The answer can be found in how the Lord Himself began His mentoring ministry.
“Jesus called his twelve disciples to him and gave them authority to drive out impure spirits and to heal every disease and sickness” (Matthew 10:1).
“‘Come, follow me,’ Jesus said, ‘and I will send you out to fish for people’” (Mark 1:17).
“As he walked along, he saw Levi, son of Alphaeus, sitting at the tax booth. ‘Follow me,’ Jesus told him, and Levi got up and followed him” (Mark 2:14).
“Jesus went up on a mountainside and called to him those he wanted, and they came to him” (Mark 3:13).

The Lord did not wait for disciples to come looking for a teacher. According to His own plan, He personally sought out and called those who had the greatest potential to carry on His ministry. For three and a half years, He shared His life with them and mentored them.

In the million-seller The Master Plan of Evangelism, Robert Coleman analyzes Jesus’ disciple-making process in eight stages: selection, association, consecration, impartation, demonstration, delegation, supervision, and reproduction. The goal of this eight-stage process is to discern and select people capable of reproduction, train them, and form them into spiritual leaders who can reproduce again. If the final goal of discipleship is reproduction, then its starting point must be the selection of those capable of reproduction. This is not the responsibility of the mentee; it is the ministry of the mentor. Disciples are not recruited. Rather, the trainer identifies, invites, and trains those who should receive discipleship—those who have the capacity for reproduction.

John Maxwell writes in The Principles of Leadership 2.0:
“A leader must possess not only an important but almost ‘sacred’ ability—the ability to recognize potential in others. One of the most important responsibilities given to successful leaders is to discover and train potential leaders. This is never easy, but it is critically important.”

Dale Carnegie, widely known as the pioneer of self-development books such as How to Win Friends and Influence People and How to Stop Worrying and Start Living, passed away nearly seventy years ago, yet his influence continues through the Carnegie Leadership Course. During his lifetime, a newspaper reporter once asked him, “I understand that 43 of your company’s employees became millionaires. How were you able to hire millionaires and have them work for you?” Carnegie replied, “When I hired them, they were not millionaires. The fact that they became millionaires was simply the result of working with me.” The reporter then asked, “What was your secret to making those 43 people such outstandingly successful businessmen?” Carnegie answered, “People are developed the same way gold is refined. To extract one ounce of gold, tons of impurities must first be removed.
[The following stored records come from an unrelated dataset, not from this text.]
use crate::core::config::data::{path_display, Config};
use directories::ProjectDirs;
use std::error::Error as StdError;
use std::fmt;
use std::fs;
use std::io::Write;
use std::path::{Path, PathBuf};
use tempfile::NamedTempFile;

/// Overrides the config file location.
pub const CONFIG_PATH_ENV: &str = "DESTIN_CONFIG";

/// Errors that can occur when loading configuration from disk.
#[derive(Debug)]
pub enum ConfigError {
    /// No platform configuration directory could be determined.
    NoConfigDir,

    /// Failed to read the configuration file from disk.
    Read {
        /// Path to the configuration file that could not be read.
        path: PathBuf,
        /// The underlying I/O error.
        source: std::io::Error,
    },

    /// Failed to parse the configuration file as valid TOML.
    Parse {
        /// Path to the configuration file with invalid TOML.
        path: PathBuf,
        /// The TOML deserialization error.
        source: toml::de::Error,
    },
}

impl fmt::Display for ConfigError {
    fn fmt(&self, f: &mut fmt::Formatter<'_>) -> fmt::Result {
        match self {
            ConfigError::NoConfigDir => {
                write!(f, "Failed to determine config directory (set {CONFIG_PATH_ENV})")
            }
            ConfigError::Read { path, source } => {
                write!(f, "Failed to read config at {}: {}", path_display(path), source)
            }
            ConfigError::Parse { path, source } => {
                write!(f, "Failed to parse config at {}: {}", path_display(path), source)
            }
        }
    }
}

impl StdError for ConfigError {
    fn source(&self) -> Option<&(dyn StdError + 'static)> {
        match self {
            ConfigError::NoConfigDir => None,
            ConfigError::Read { source, .. } => Some(source),
            ConfigError::Parse { source, .. } => Some(source),
        }
    }
}

impl Config {
    pub fn load() -> Result<Config, ConfigError> {
        Self::load_from_path(&Self::get_config_path()?)
    }

    pub fn save(&self) -> Result<(), Box<dyn StdError>> {
        self.save_to_path(&Self::get_config_path()?)
    }

    pub fn load_from_path(config_path: &Path) -> Result<Config, ConfigError> {
        if !config_path.exists() {
            return Ok(Config::default());
        }
        let contents = fs::read_to_string(config_path).map_err(|source| ConfigError::Read {
            path: config_path.to_path_buf(),
            source,
        })?;
        toml::from_str(&contents).map_err(|source| ConfigError::Parse {
            path: config_path.to_path_buf(),
            source,
        })
    }

    pub fn save_to_path(&self, config_path: &Path) -> Result<(), Box<dyn StdError>> {
        let parent = config_path
            .parent()
            .filter(|dir| !dir.as_os_str().is_empty());

        if let Some(dir) = parent {
            fs::create_dir_all(dir)?;
        }

        let contents = toml::to_string_pretty(self)?;
        let mut temp_file = match parent {
            Some(dir) => NamedTempFile::new_in(dir)?,
            None => NamedTempFile::new()?,
        };

        temp_file.write_all(contents.as_bytes())?;
        temp_file.as_file_mut().sync_all()?;
        temp_file
            .persist(config_path)
            .map_err(|err| -> Box<dyn StdError> { Box::new(err) })?;
        Ok(())
    }

    pub fn get_config_path() -> Result<PathBuf, ConfigError> {
        if let Some(path) = std::env::var_os(CONFIG_PATH_ENV).filter(|p| !p.is_empty()) {
            return Ok(PathBuf::from(path));
        }
        ProjectDirs::from("ai", "destin", "destin")
            .map(|dirs| dirs.config_dir().join("config.toml"))
            .ok_or(ConfigError::NoConfigDir)
    }
}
But when we enter a mine, we do not go in looking for impurities—we go in looking for gold. The same is true when I look for positive and successful people. I search not for impurities, but for pure gold. When we look at people with positive eyes, we begin to see the gold within them rather than the impurities.”
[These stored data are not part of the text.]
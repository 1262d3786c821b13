#[derive(Debug, Clone, Copy, PartialEq, Eq, Hash)]
pub enum TranscriptRole {
    User,
    Assistant,
    AppInfo,
    AppError,
}

#[derive(Debug, Clone, PartialEq)]
pub struct Message {
    pub role: TranscriptRole,
    pub content: String,
}

impl TranscriptRole {
    pub fn as_str(self) -> &'static str {
        match self {
            TranscriptRole::User => "user",
            TranscriptRole::Assistant => "assistant",
            TranscriptRole::AppInfo => "app/info",
            TranscriptRole::AppError => "app/error",
        }
    }

    pub fn is_user(self) -> bool {
        self == TranscriptRole::User
    }

    pub fn is_assistant(self) -> bool {
        self == TranscriptRole::Assistant
    }

    /// App-authored messages are shown in the transcript but never sent to
    /// the endpoint.
    pub fn is_app(self) -> bool {
        matches!(self, TranscriptRole::AppInfo | TranscriptRole::AppError)
    }
}

impl Message {
    pub fn new(role: TranscriptRole, content: impl Into<String>) -> Self {
        Self {
            role,
            content: content.into(),
        }
    }

    pub fn user(content: impl Into<String>) -> Self {
        Self::new(TranscriptRole::User, content)
    }

    pub fn assistant(content: impl Into<String>) -> Self {
        Self::new(TranscriptRole::Assistant, content)
    }

    pub fn app_info(content: impl Into<String>) -> Self {
        Self::new(TranscriptRole::AppInfo, content)
    }

    pub fn app_error(content: impl Into<String>) -> Self {
        Self::new(TranscriptRole::AppError, content)
    }

    pub fn is_user(&self) -> bool {
        self.role.is_user()
    }

    pub fn is_assistant(&self) -> bool {
        self.role.is_assistant()
    }

    pub fn is_app(&self) -> bool {
        self.role.is_app()
    }
}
The day Moses truly became a leader was the day he received mentoring from his father-in-law, Jethro. That mentoring was unsolicited advice from a father-in-law to a son-in-law—it was not help requested by Moses. If our churches and denominations are truly preparing for the future, they must raise future leaders. And this task cannot be entrusted solely to seminary professors. It becomes possible only when leaders seek out promising “gold ore,” remove the impurities, and train until pure gold emerges.
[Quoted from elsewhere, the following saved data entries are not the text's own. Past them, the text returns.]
pub mod logging;
#[cfg(test)]
pub mod test_utils;
pub mod transcript;
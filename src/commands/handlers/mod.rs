pub(super) mod core;
pub(super) mod io;

use crate::commands::CommandResult;
use crate::core::app::App;

pub(super) fn usage_status(app: &mut App, usage: &'static str) -> CommandResult {
    app.conversation.set_status(usage);
    CommandResult::Continue
}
During the Trojan War, King Odysseus was required to go to battle. In his absence, his close friend Mentor raised and disciplined Odysseus’s son as if he were his own. Simply being warm, understanding, and accepting does not shape a person. Neither does harsh rebuke alone produce a moral human being. Discipline is not a science—it is an art. Over ten years, Mentor devoted himself to helping the latent character and emotional maturity within his friend’s son emerge healthily and maturely. When Odysseus returned to his kingdom after the war, he saw that his son had grown into a confident and mature adult. Overwhelmed with gratitude, he praised his friend, saying, “My friend, I thank you from the bottom of my heart. You truly are worthy of your name—Mentor!” From that time on, the Greeks began calling great teachers “mentors.”

If every pastor in our denomination could become a mentor and discover and raise even one next-generation leader, the future of the denomination would be bright and strong. Let us remember this: the person who should initiate a mentoring relationship is not the mentee, but the mentor.